* [Exercise description] Search for the word "stdout" in the entries. Each line that holds it should be copied.

(Stored data entries)
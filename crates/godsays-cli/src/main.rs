#![doc = include_str!("../README.md")]

mod config;
mod server;
mod telemetry;

use std::io::{self, Write};
use std::process::ExitCode;
use std::sync::Arc;

use anyhow::Context;
use clap::Parser;
use config::{CliArgs, Config, Mode, ServerConfig, normalize_args};
use godsays::{PhraseGenerator, PhraseSource};
use telemetry::init_telemetry;

// Using mimalloc for better performance under contention, especially in musl
// environments.
#[global_allocator]
static GLOBAL: mimalloc::MiMalloc = mimalloc::MiMalloc;

fn main() -> anyhow::Result<ExitCode> {
    // Load from .env
    let _ = dotenvy::dotenv();

    let args = match CliArgs::try_parse_from(normalize_args(std::env::args_os())) {
        Ok(args) => args,
        Err(err) => {
            // `-help` and `-version` land here too and must exit cleanly.
            let code = if err.use_stderr() {
                ExitCode::FAILURE
            } else {
                ExitCode::SUCCESS
            };
            err.print()?;
            return Ok(code);
        }
    };
    let config = Config::try_from(args)?;

    #[allow(clippy::cast_possible_wrap)]
    let generator = PhraseGenerator::new(config.amount as i64)
        .context("failed to initialize God Says")?;

    match config.mode {
        Mode::Print => {
            print_phrase(&generator.speak())?;
            Ok(ExitCode::SUCCESS)
        }
        Mode::Serve(server_config) => {
            serve(server_config, Arc::new(generator))?;
            Ok(ExitCode::SUCCESS)
        }
    }
}

/// Writes the phrase to stdout. A closed pipe (`godsays | head -c0`) is not
/// an error.
fn print_phrase(phrase: &str) -> io::Result<()> {
    let mut stdout = io::stdout().lock();
    match writeln!(stdout, "{phrase}").and_then(|()| stdout.flush()) {
        Err(e) if e.kind() == io::ErrorKind::BrokenPipe => Ok(()),
        result => result,
    }
}

fn serve(config: ServerConfig, generator: Arc<dyn PhraseSource>) -> anyhow::Result<()> {
    init_telemetry()?;
    tokio::runtime::Builder::new_multi_thread()
        .enable_all()
        .build()
        .context("failed to build tokio runtime")?
        .block_on(server::run(config, generator))
}
use crate::error::{ResourceError, Result};

const HAPPY_NAME: &str = "happy.txt";
const HAPPY: &str = include_str!("../assets/happy.txt");

/// An immutable, ordered list of phrase entries.
///
/// Each entry is one non-blank line of the source text with surrounding
/// whitespace removed. An entry may hold several words. A successfully built
/// corpus always has at least one entry.
///
/// The corpus is meant to be built once per process and then shared
/// read-only, typically behind an [`Arc`](std::sync::Arc).
#[derive(Debug, Clone, PartialEq, Eq)]
pub struct WordCorpus {
    entries: Box<[String]>,
}

impl WordCorpus {
    /// Loads the wordlist embedded in the binary at compile time.
    ///
    /// # Errors
    /// Returns [`ResourceError::Empty`] if the embedded list has no usable
    /// lines.
    ///
    /// # Example
    /// ```
    /// let corpus = godsays::WordCorpus::load().unwrap();
    /// assert!(!corpus.is_empty());
    /// ```
    pub fn load() -> Result<Self> {
        Self::parse_named(HAPPY_NAME, HAPPY)
    }

    /// Builds a corpus from arbitrary newline-delimited text.
    ///
    /// Lines are trimmed and blank lines are dropped; order is preserved.
    ///
    /// # Errors
    /// Returns [`ResourceError::Empty`] if no line survives trimming.
    pub fn parse(text: &str) -> Result<Self> {
        Self::parse_named("<inline>", text)
    }

    fn parse_named(name: &'static str, text: &str) -> Result<Self> {
        let entries: Box<[String]> = text
            .lines()
            .map(str::trim)
            .filter(|line| !line.is_empty())
            .map(str::to_owned)
            .collect();

        if entries.is_empty() {
            return Err(ResourceError::Empty { name }.into());
        }
        Ok(Self { entries })
    }

    /// Number of entries.
    pub fn len(&self) -> usize {
        self.entries.len()
    }

    pub fn is_empty(&self) -> bool {
        self.entries.is_empty()
    }

    pub fn get(&self, index: usize) -> Option<&str> {
        self.entries.get(index).map(String::as_str)
    }

    pub fn iter(&self) -> impl Iterator<Item = &str> {
        self.entries.iter().map(String::as_str)
    }
}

* [Task result]
/// Writes the phrase to stdout. A closed pipe (`godsays | head -c0`) is not
    let mut stdout = io::stdout().lock();
    match writeln!(stdout, "{phrase}").and_then(|()| stdout.flush()) {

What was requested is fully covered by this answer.